#### [Exercise material]

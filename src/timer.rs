//! Host-clocked timers.
//!
//! The overlay never reads the wall clock itself: the host passes `now` into
//! every handler and into `tick`. A timer is cancelled by dropping it, so
//! owners keep them in `Option` fields and `take()` them on every exit path.

use std::time::{Duration, Instant};

/// A one-shot point in time
#[derive(Debug, Clone, Copy, PartialEq, Eq, PartialOrd, Ord)]
pub struct Deadline {
    instant: Instant,
}

impl Deadline {
    pub fn at(instant: Instant) -> Self {
        Self { instant }
    }

    /// Deadline `delay` after `now`
    pub fn after(now: Instant, delay: Duration) -> Self {
        Self::at(now + delay)
    }

    pub fn instant(&self) -> Instant {
        self.instant
    }

    /// Checks if the deadline has passed
    pub fn has_passed(&self, now: Instant) -> bool {
        now >= self.instant
    }

    /// Returns None if the deadline has passed
    pub fn time_remaining(&self, now: Instant) -> Option<Duration> {
        if now < self.instant {
            Some(self.instant.duration_since(now))
        } else {
            None
        }
    }
}

/// A repeating timer that reports how many periods elapsed since last polled
#[derive(Debug, Clone, Copy, PartialEq, Eq)]
pub struct Interval {
    next: Instant,
    period: Duration,
}

impl Interval {
    /// First firing is one `period` after `now`
    pub fn start(now: Instant, period: Duration) -> Self {
        Self {
            next: now + period,
            period,
        }
    }

    pub fn period(&self) -> Duration {
        self.period
    }

    /// Count elapsed periods up to `now` and advance past them
    pub fn poll(&mut self, now: Instant) -> u32 {
        if self.period.is_zero() {
            return 0;
        }
        let mut fired = 0;
        while now >= self.next {
            fired += 1;
            self.next += self.period;
        }
        fired
    }
}

#[cfg(test)]
mod tests {
    use super::*;

    #[test]
    fn test_deadline() {
        let start = Instant::now();
        let deadline = Deadline::after(start, Duration::from_millis(50));

        assert!(!deadline.has_passed(start));
        assert_eq!(
            deadline.time_remaining(start + Duration::from_millis(20)),
            Some(Duration::from_millis(30))
        );
        assert!(deadline.has_passed(start + Duration::from_millis(50)));
        assert_eq!(deadline.time_remaining(start + Duration::from_millis(60)), None);
    }

    #[test]
    fn test_interval_counts_missed_periods() {
        let start = Instant::now();
        let mut interval = Interval::start(start, Duration::from_millis(100));

        assert_eq!(interval.poll(start + Duration::from_millis(99)), 0);
        assert_eq!(interval.poll(start + Duration::from_millis(100)), 1);
        assert_eq!(interval.poll(start + Duration::from_millis(100)), 0);
        assert_eq!(interval.poll(start + Duration::from_millis(450)), 3);
        assert_eq!(interval.poll(start + Duration::from_millis(500)), 1);
    }

    #[test]
    fn test_zero_period_never_fires() {
        let start = Instant::now();
        let mut interval = Interval::start(start, Duration::ZERO);
        assert_eq!(interval.poll(start + Duration::from_secs(1)), 0);
    }
}
use anyhow::{anyhow, Result};
use eframe::egui;
use live_inspector::{JsonFileStorage, LiveInspectorApp, OverlayConfig};
use std::path::PathBuf;
use tracing_subscriber::EnvFilter;

fn main() -> Result<()> {
    tracing_subscriber::fmt()
        .with_env_filter(
            EnvFilter::try_from_default_env().unwrap_or_else(|_| EnvFilter::new("live_inspector=info")),
        )
        .init();

    // Optional config file as the first argument
    let config = match std::env::args().nth(1) {
        Some(path) => OverlayConfig::load(&PathBuf::from(path))?,
        None => OverlayConfig::default(),
    };

    let data_dir = std::env::temp_dir().join("live_inspector");
    let storage = JsonFileStorage::open(&data_dir.join("storage.json"))?;
    let app = LiveInspectorApp::new(config, storage, data_dir.join("events.jsonl"))?;

    let options = eframe::NativeOptions {
        viewport: egui::ViewportBuilder::default()
            .with_inner_size([1280.0, 840.0])
            .with_title("Live Inspector"),
        ..Default::default()
    };

    eframe::run_native(
        "Live Inspector",
        options,
        Box::new(|_cc| Ok(Box::new(app))),
    )
    .map_err(|e| anyhow!("GUI failed: {}", e))
}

#### [What to do]
The required output is the set of lines from the first line of the data through the line that contains "First firing is", transcribed exactly.

#### [Answer box]
filename src/timer.rs
//! Host-clocked timers.
//!
//! The overlay never reads the wall clock itself: the host passes `now` into
//! every handler and into `tick`. A timer is cancelled by dropping it, so
//! owners keep them in `Option` fields and `take()` them on every exit path.

use std::time::{Duration, Instant};

/// A one-shot point in time
#[derive(Debug, Clone, Copy, PartialEq, Eq, PartialOrd, Ord)]
pub struct Deadline {
    instant: Instant,
}

impl Deadline {
    pub fn at(instant: Instant) -> Self {
        Self { instant }
    }

    /// Deadline `delay` after `now`
    pub fn after(now: Instant, delay: Duration) -> Self {
        Self::at(now + delay)
    }

    pub fn instant(&self) -> Instant {
        self.instant
    }

    /// Checks if the deadline has passed
    pub fn has_passed(&self, now: Instant) -> bool {
        now >= self.instant
    }

    /// Returns None if the deadline has passed
    pub fn time_remaining(&self, now: Instant) -> Option<Duration> {
        if now < self.instant {
            Some(self.instant.duration_since(now))
        } else {
            None
        }
    }
}

/// A repeating timer that reports how many periods elapsed since last polled
#[derive(Debug, Clone, Copy, PartialEq, Eq)]
pub struct Interval {
    next: Instant,
    period: Duration,
}

impl Interval {
    /// First firing is one `period` after `now`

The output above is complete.